German Chancellor Angela Merkel has raised the stakes of a “United States of Europe” after emphasising a ‘tighter fiscal union’ between eurozone economies and stregthening the framework.

Her latest proposals include implementing firm rules on tax and eurozone governments’ spending with central banks working in unison to devise interest rates and other monetary measures.

During her latest speech to the Bundestag, Merkel said she wants to see an empowered European Courts of Justice that is able to penalise governments for irresponsible fiscal policies and financial practices.

The German stateswoman’s speech is seen as a clear indiction of what could be the future of eurozone in which participating economies will be governed under a federal economic law, bound by tight rules and regulations and fiscal responsibilities. Many observers are already calling the announcements as genesis of “The United States of Europe”.

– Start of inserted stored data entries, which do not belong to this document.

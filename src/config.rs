//! 環境変数からの設定読み込み
//!
//! `.env` があれば `dotenvy` で読み込んでから `EtlConfig::from_env` を呼ぶ。
//! 必須の値が一つでも欠けていれば、ブラウザやネットワークに触れる前に失敗する。

use std::path::PathBuf;
use std::str::FromStr;
use std::time::Duration;

use chrono::{Datelike, Local, NaiveDate};

use crate::error::ConfigError;
use crate::fresh_picked::DateRange;

pub const ENV_PROJECT_ID: &str = "PROJECT_ID";
pub const ENV_DATASET_ID: &str = "DATASET_ID";
pub const ENV_EMAIL: &str = "EMAIL";
pub const ENV_PASSWORD: &str = "PASSWORD";
pub const ENV_SENTRY_DSN: &str = "SENTRY_DSN";
pub const ENV_CREDENTIALS: &str = "GOOGLE_APPLICATION_CREDENTIALS";

/// 必須の環境変数
pub const REQUIRED_VARS: [&str; 6] = [
    ENV_PROJECT_ID,
    ENV_DATASET_ID,
    ENV_EMAIL,
    ENV_PASSWORD,
    ENV_SENTRY_DSN,
    ENV_CREDENTIALS,
];

/// `.env` を読み込む（無ければ何もしない）
pub fn load_dotenv() {
    dotenvy::dotenv().ok();
}

/// 環境変数の参照元。テストではクロージャで差し替える
pub trait Lookup {
    fn get(&self, key: &str) -> Option<String>;
}

impl<F> Lookup for F
where
    F: Fn(&str) -> Option<String>,
{
    fn get(&self, key: &str) -> Option<String> {
        self(key)
    }
}

/// プロセス環境変数
#[derive(Debug, Clone, Copy, Default)]
pub struct ProcessEnv;

impl Lookup for ProcessEnv {
    fn get(&self, key: &str) -> Option<String> {
        std::env::var(key).ok()
    }
}

fn opt(lookup: &impl Lookup, key: &str) -> Option<String> {
    lookup
        .get(key)
        .map(|v| v.trim().to_string())
        .filter(|v| !v.is_empty())
}

fn required(lookup: &impl Lookup, key: &'static str) -> Result<String, ConfigError> {
    opt(lookup, key).ok_or(ConfigError::Missing(key))
}

fn parsed<T>(lookup: &impl Lookup, key: &'static str, default: T) -> Result<T, ConfigError>
where
    T: FromStr,
    T::Err: std::fmt::Display,
{
    match opt(lookup, key) {
        Some(v) => v.parse().map_err(|e: T::Err| ConfigError::Invalid {
            var: key,
            reason: e.to_string(),
        }),
        None => Ok(default),
    }
}

fn secs(lookup: &impl Lookup, key: &'static str, default: u64) -> Result<Duration, ConfigError> {
    parsed(lookup, key, default).map(Duration::from_secs)
}

fn date(lookup: &impl Lookup, key: &'static str) -> Result<Option<NaiveDate>, ConfigError> {
    opt(lookup, key)
        .map(|v| {
            NaiveDate::parse_from_str(&v, "%Y-%m-%d").map_err(|e| ConfigError::Invalid {
                var: key,
                reason: format!("{} (YYYY-MM-DD)", e),
            })
        })
        .transpose()
}

// ── Scraper ──────────────────────────────────────────────────

#[derive(Debug, Clone)]
pub struct ScraperConfig {
    pub email: String,
    pub password: String,
    pub download_path: PathBuf,
    pub headless: bool,
    /// 要素待機のタイムアウト
    pub timeout: Duration,
    pub download_timeout: Duration,
    /// 新しいCSVが増えなくなってから完了とみなすまでの時間
    pub download_settle: Duration,
    /// ダウンロード完了とみなす最小CSV数
    pub min_files: usize,
    pub chrome_path: Option<String>,
    pub debug: bool,
}

impl Default for ScraperConfig {
    fn default() -> Self {
        Self {
            email: String::new(),
            password: String::new(),
            download_path: PathBuf::from("./downloads"),
            headless: true,
            timeout: Duration::from_secs(15),
            download_timeout: Duration::from_secs(60),
            download_settle: Duration::from_secs(10),
            min_files: 1,
            chrome_path: None,
            debug: false,
        }
    }
}

impl ScraperConfig {
    pub fn new(email: impl Into<String>, password: impl Into<String>) -> Self {
        Self {
            email: email.into(),
            password: password.into(),
            ..Default::default()
        }
    }

    pub fn with_download_path(mut self, path: impl Into<PathBuf>) -> Self {
        self.download_path = path.into();
        self
    }

    pub fn with_headless(mut self, headless: bool) -> Self {
        self.headless = headless;
        self
    }

    pub fn with_timeout(mut self, timeout: Duration) -> Self {
        self.timeout = timeout;
        self
    }

    pub fn with_download_timeout(mut self, timeout: Duration) -> Self {
        self.download_timeout = timeout;
        self
    }

    pub fn with_download_settle(mut self, settle: Duration) -> Self {
        self.download_settle = settle;
        self
    }

    /// 認証情報が空でないことを確認
    pub fn validate(&self) -> Result<(), ConfigError> {
        if self.email.trim().is_empty() {
            return Err(ConfigError::Missing(ENV_EMAIL));
        }
        if self.password.is_empty() {
            return Err(ConfigError::Missing(ENV_PASSWORD));
        }
        if self.min_files == 0 {
            return Err(ConfigError::Invalid {
                var: "MIN_DOWNLOAD_FILES",
                reason: "1以上を指定してください".into(),
            });
        }
        Ok(())
    }
}

// ── Loader ───────────────────────────────────────────────────

/// アップロード成功後のCSVの扱い
#[derive(Debug, Clone, Copy, PartialEq, Eq, Default)]
pub enum AfterUpload {
    /// そのまま残す（次回の実行で同じファイルを再度追記する）
    Keep,
    #[default]
    Delete,
    /// `<download_dir>/archive/` へ移動
    Archive,
}

impl FromStr for AfterUpload {
    type Err = String;

    fn from_str(s: &str) -> Result<Self, Self::Err> {
        match s.to_ascii_lowercase().as_str() {
            "keep" => Ok(AfterUpload::Keep),
            "delete" => Ok(AfterUpload::Delete),
            "archive" => Ok(AfterUpload::Archive),
            other => Err(format!(
                "unknown value '{}' (keep | delete | archive)",
                other
            )),
        }
    }
}

#[derive(Debug, Clone)]
pub struct LoaderConfig {
    pub download_path: PathBuf,
    /// 全ファイルを追記する固定テーブル。未指定ならファイル名から決める
    pub table: Option<String>,
    pub after_upload: AfterUpload,
}

// ── BigQuery ─────────────────────────────────────────────────

#[derive(Debug, Clone)]
pub struct BigQueryConfig {
    pub project_id: String,
    pub dataset_id: String,
    pub credentials_path: PathBuf,
    pub location: String,
    /// ロードジョブ完了待ちの上限
    pub job_timeout: Duration,
}

// ── Telemetry ────────────────────────────────────────────────

#[derive(Debug, Clone)]
pub struct TelemetryConfig {
    pub log_dir: PathBuf,
    pub log_filter: String,
    pub sentry_dsn: Option<String>,
    pub environment: String,
    pub release: String,
}

impl Default for TelemetryConfig {
    fn default() -> Self {
        Self {
            log_dir: PathBuf::from("logs"),
            log_filter: "info,chromiumoxide=warn".to_string(),
            sentry_dsn: None,
            environment: "prod".to_string(),
            release: format!("{}@{}", env!("CARGO_PKG_NAME"), env!("CARGO_PKG_VERSION")),
        }
    }
}

impl TelemetryConfig {
    /// ログ初期化は設定検証より先に行うため、ここでは失敗しない
    pub fn from_lookup(lookup: &impl Lookup) -> Self {
        let defaults = Self::default();
        Self {
            log_dir: opt(lookup, "LOG_DIR")
                .map(PathBuf::from)
                .unwrap_or(defaults.log_dir),
            log_filter: opt(lookup, "RUST_LOG").unwrap_or(defaults.log_filter),
            sentry_dsn: opt(lookup, ENV_SENTRY_DSN),
            environment: opt(lookup, "ENVIRONMENT").unwrap_or(defaults.environment),
            release: opt(lookup, "RELEASE").unwrap_or(defaults.release),
        }
    }

    pub fn from_env() -> Self {
        Self::from_lookup(&ProcessEnv)
    }
}

// ── Top-level ────────────────────────────────────────────────

#[derive(Debug, Clone)]
pub struct EtlConfig {
    pub scraper: ScraperConfig,
    pub loader: LoaderConfig,
    pub bigquery: BigQueryConfig,
    pub date_range: DateRange,
}

impl EtlConfig {
    pub fn from_env() -> Result<Self, ConfigError> {
        Self::from_lookup(&ProcessEnv, Local::now().date_naive())
    }

    /// `today` は日付範囲の既定値（昨日〜今日）の基準日
    pub fn from_lookup(lookup: &impl Lookup, today: NaiveDate) -> Result<Self, ConfigError> {
        // 必須項目は先にまとめて確認する
        for key in REQUIRED_VARS {
            required(lookup, key)?;
        }

        let dsn = required(lookup, ENV_SENTRY_DSN)?;
        dsn.parse::<sentry::types::Dsn>()
            .map_err(|e| ConfigError::Invalid {
                var: ENV_SENTRY_DSN,
                reason: e.to_string(),
            })?;

        let download_path = opt(lookup, "DOWNLOAD_DIR")
            .map(PathBuf::from)
            .unwrap_or_else(|| PathBuf::from("./downloads"));

        let scraper = ScraperConfig {
            email: required(lookup, ENV_EMAIL)?,
            password: required(lookup, ENV_PASSWORD)?,
            download_path: download_path.clone(),
            headless: parsed(lookup, "HEADLESS", true)?,
            timeout: secs(lookup, "ELEMENT_WAIT_SECS", 15)?,
            download_timeout: secs(lookup, "DOWNLOAD_TIMEOUT_SECS", 60)?,
            download_settle: secs(lookup, "DOWNLOAD_SETTLE_SECS", 10)?,
            min_files: parsed(lookup, "MIN_DOWNLOAD_FILES", 1)?,
            chrome_path: opt(lookup, "CHROME_PATH").or_else(|| opt(lookup, "CHROMIUM_PATH")),
            debug: parsed(lookup, "SCRAPER_DEBUG", false)?,
        };
        scraper.validate()?;

        let loader = LoaderConfig {
            download_path,
            table: opt(lookup, "BQ_TABLE"),
            after_upload: parsed(lookup, "AFTER_UPLOAD", AfterUpload::default())?,
        };

        let bigquery = BigQueryConfig {
            project_id: required(lookup, ENV_PROJECT_ID)?,
            dataset_id: required(lookup, ENV_DATASET_ID)?,
            credentials_path: PathBuf::from(required(lookup, ENV_CREDENTIALS)?),
            location: opt(lookup, "BQ_LOCATION").unwrap_or_else(|| "US".to_string()),
            job_timeout: secs(lookup, "LOAD_TIMEOUT_SECS", 300)?,
        };

        let date_range = match (
            date(lookup, "LEADS_START_DATE")?,
            date(lookup, "LEADS_END_DATE")?,
        ) {
            (Some(start), Some(end)) => {
                // サイトの日付欄には年を入力できない（今年として扱われる）
                for (var, d) in [("LEADS_START_DATE", start), ("LEADS_END_DATE", end)] {
                    if d.year() != today.year() {
                        return Err(ConfigError::Invalid {
                            var,
                            reason: format!("{} は今年({})の日付ではありません", d, today.year()),
                        });
                    }
                }
                DateRange::new(start, end).map_err(|reason| ConfigError::Invalid {
                    var: "LEADS_START_DATE",
                    reason,
                })?
            }
            (None, None) => DateRange::yesterday_to(today),
            (Some(_), None) => return Err(ConfigError::Missing("LEADS_END_DATE")),
            (None, Some(_)) => return Err(ConfigError::Missing("LEADS_START_DATE")),
        };

        Ok(Self {
            scraper,
            loader,
            bigquery,
            date_range,
        })
    }
}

Notable economics journalist Steve Evans said Germany is looking for more control of the eurozone. “Merkel wants the economies unified with very tight rules from the centre,” he said in an interview with BBC.

Critics expected Merkel’s parliament address will signal a her change in stance on European Central Bank acting as the “lender of the last resort”. Instead, the 57-year-old chancellor demanded “greater integration within Europe”.

“We need budget discipline and an effective crisis management mechanism. We need to change the treaties or create new treaties,” she said in her Friday speech.

Observers suggest Germans fear that a looser monetary policy within the European Union will herald the return of the vicious hyperinflation of the 1920s under the Weimar Republic which created ripe conditions for National Socialism to flourish.

France, along with Britain and the United States, want to see the ECB acting as a lender of last resort that supports troubled eurozone countries and provides them necessary bailouts. Berlin insistssuch a role contravenes EU treaties and would hurt German economy.

Merkel has so far refused to cave in to international demands to hand over autonomy to ECB. Her party aides say she will advocate further European integration at next week’s EU summit while advocating reforms that could make or break the euro.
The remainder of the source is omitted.